(from a piece published in the Ashmolean Museum Blog ‘Talking Objects’)
As empty-looking as it may seem, I’ve always found this painting incredibly rich in meanings. It’s entitled Interior of Turner’s Gallery: the Artist showing his works, and was painted by George Jones in 1852. It reproduces the Gallery on Queen Anne Street (West End of London) where Turner kept his unsold works. The room has red walls, a wooden floor, and central skylight coming from the white ceiling. On the walls, a number of paintings are hung, opening onto the gallery like colourful windows. We can even recognise some of Turner’s actual works, such as Dido building Carthage (1815), at the centre of the back wall.
There are two main reasons why I find this picture fascinating. First of all, it acts as a visual document for Turner’s real gallery: together with another oil painting by Jones, this is the only visual record we have. Interestingly, Jones painted it after Turner’s death, from memory, because Turner didn’t want anyone to paint his gallery. In spite of the reliance on visual memory only, Jones managed to capture the atmosphere of the gallery successfully. A letter by Lady Trevelyan, one of Turner’s friends and fans, reads: ‘Among bits of old furniture thick with dust like a place that has been forsaken for years, were those brilliant pictures all glowing with sunshine and colour…’. Indeed, this looks very much like what Jones has painted.
Not only does this painting act as a historical record, but it also bears a metapictorial significance. The Greek preposition ‘meta’ means (among other things) ‘beyond’. With his work, Jones takes us beyond art and makes us reflect on how art is seen and experienced. The characters of the painting, just like us, are looking at paintings themselves. In this way Jones draws our attention to our role as viewers.

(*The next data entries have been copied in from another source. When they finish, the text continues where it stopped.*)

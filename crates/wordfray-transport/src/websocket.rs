//! WebSocket client transport using `tokio-tungstenite`.

use std::sync::atomic::{AtomicU64, Ordering};

use futures_util::stream::{SplitSink, SplitStream};
use futures_util::{SinkExt, StreamExt};
use tokio::net::TcpStream;
use tokio::sync::Mutex;
use tokio_tungstenite::tungstenite::Message;
use tokio_tungstenite::{MaybeTlsStream, WebSocketStream};

use crate::{Connection, ConnectionId, Connector, TransportError};

/// Counter for generating unique connection IDs.
static NEXT_CONNECTION_ID: AtomicU64 = AtomicU64::new(1);

type WsStream = WebSocketStream<MaybeTlsStream<TcpStream>>;

/// A [`Connector`] that dials plain `ws://` URLs.
///
/// Built without TLS, so `wss://` URLs are refused before dialing.
#[derive(Debug, Clone, Copy, Default)]
pub struct WebSocketConnector;

impl WebSocketConnector {
    /// Creates a new connector.
    pub fn new() -> Self {
        Self
    }
}

impl Connector for WebSocketConnector {
    type Connection = WebSocketConnection;

    async fn connect(&self, url: &str) -> Result<Self::Connection, TransportError> {
        if url.starts_with("wss://") {
            return Err(TransportError::ConnectFailed {
                url: url.to_string(),
                source: std::io::Error::new(
                    std::io::ErrorKind::Unsupported,
                    "wss:// needs TLS, which this build does not include",
                ),
            });
        }

        let (ws, _response) = tokio_tungstenite::connect_async(url).await.map_err(|e| {
            TransportError::ConnectFailed {
                url: url.to_string(),
                source: std::io::Error::new(std::io::ErrorKind::ConnectionRefused, e),
            }
        })?;

        let id = ConnectionId::new(NEXT_CONNECTION_ID.fetch_add(1, Ordering::Relaxed));
        tracing::debug!(%id, url, "opened WebSocket connection");

        // Split so a pending `recv` never holds the lock a `send` needs.
        let (sink, stream) = ws.split();
        Ok(WebSocketConnection {
            id,
            sink: Mutex::new(sink),
            stream: Mutex::new(stream),
        })
    }
}

/// A single client-side WebSocket connection.
pub struct WebSocketConnection {
    id: ConnectionId,
    sink: Mutex<SplitSink<WsStream, Message>>,
    stream: Mutex<SplitStream<WsStream>>,
}

impl Connection for WebSocketConnection {
    async fn send(&self, frame: &str) -> Result<(), TransportError> {
        self.sink
            .lock()
            .await
            .send(Message::Text(frame.to_owned().into()))
            .await
            .map_err(|e| {
                TransportError::SendFailed(std::io::Error::new(std::io::ErrorKind::BrokenPipe, e))
            })
    }

    async fn recv(&self) -> Result<Option<String>, TransportError> {
        let mut stream = self.stream.lock().await;
        loop {
            match stream.next().await {
                Some(Ok(Message::Text(text))) => {
                    return Ok(Some(text.as_str().to_owned()));
                }
                Some(Ok(Message::Binary(data))) => {
                    // The server speaks text, but tolerate UTF-8 binary frames.
                    return String::from_utf8(data.to_vec()).map(Some).map_err(|e| {
                        TransportError::ReceiveFailed(std::io::Error::new(
                            std::io::ErrorKind::InvalidData,
                            e,
                        ))
                    });
                }
                Some(Ok(Message::Close(_))) | None => return Ok(None),
                Some(Ok(_)) => continue, // skip ping/pong/frame
                Some(Err(e)) => {
                    return Err(TransportError::ReceiveFailed(std::io::Error::new(
                        std::io::ErrorKind::ConnectionReset,
                        e,
                    )));
                }
            }
        }
    }

    async fn close(&self) -> Result<(), TransportError> {
        self.sink.lock().await.close().await.map_err(|e| {
            TransportError::SendFailed(std::io::Error::new(std::io::ErrorKind::BrokenPipe, e))
        })
    }

    fn id(&self) -> ConnectionId {
        self.id
    }
}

In his metapictorial play, Jones also invites us to re-think about Tuner’s works. When we admire them at Tate Britain, they look spectacular for sure, but also relatively realistic. They appear real depictions of real places, and we are tempted to congratulate the artist on his lifelike representations. The reality is that in many cases Turner would paint completely invented scenes – and Jones knew it. According to an anecdote, on the frame of The Bay of Baiae, with Apollo and the Sibyl (1820), painted by Turner after his first trip to Italy, Jones wrote ‘Splendide Mendax’ (Gloriously False): he knew that the work was largely the artist’s invention rather than topographically exact. Turner never removed the inscription, acknowledging that the truth of his art lay not so much in prosaic reality as ‘in his ability to use invention as a means towards discovering deeper understandings of the world’ (Sam Smiles, J.M.W. Turner, 2000). Much like the Latin note on Turner’s work, Interior of Turner’s Gallery confronts us with the relationship between his art and reality. Having several of Turner’s works all in one picture draws our attention to his status as an artist and his visionary creativity, which often went beyond mere reality.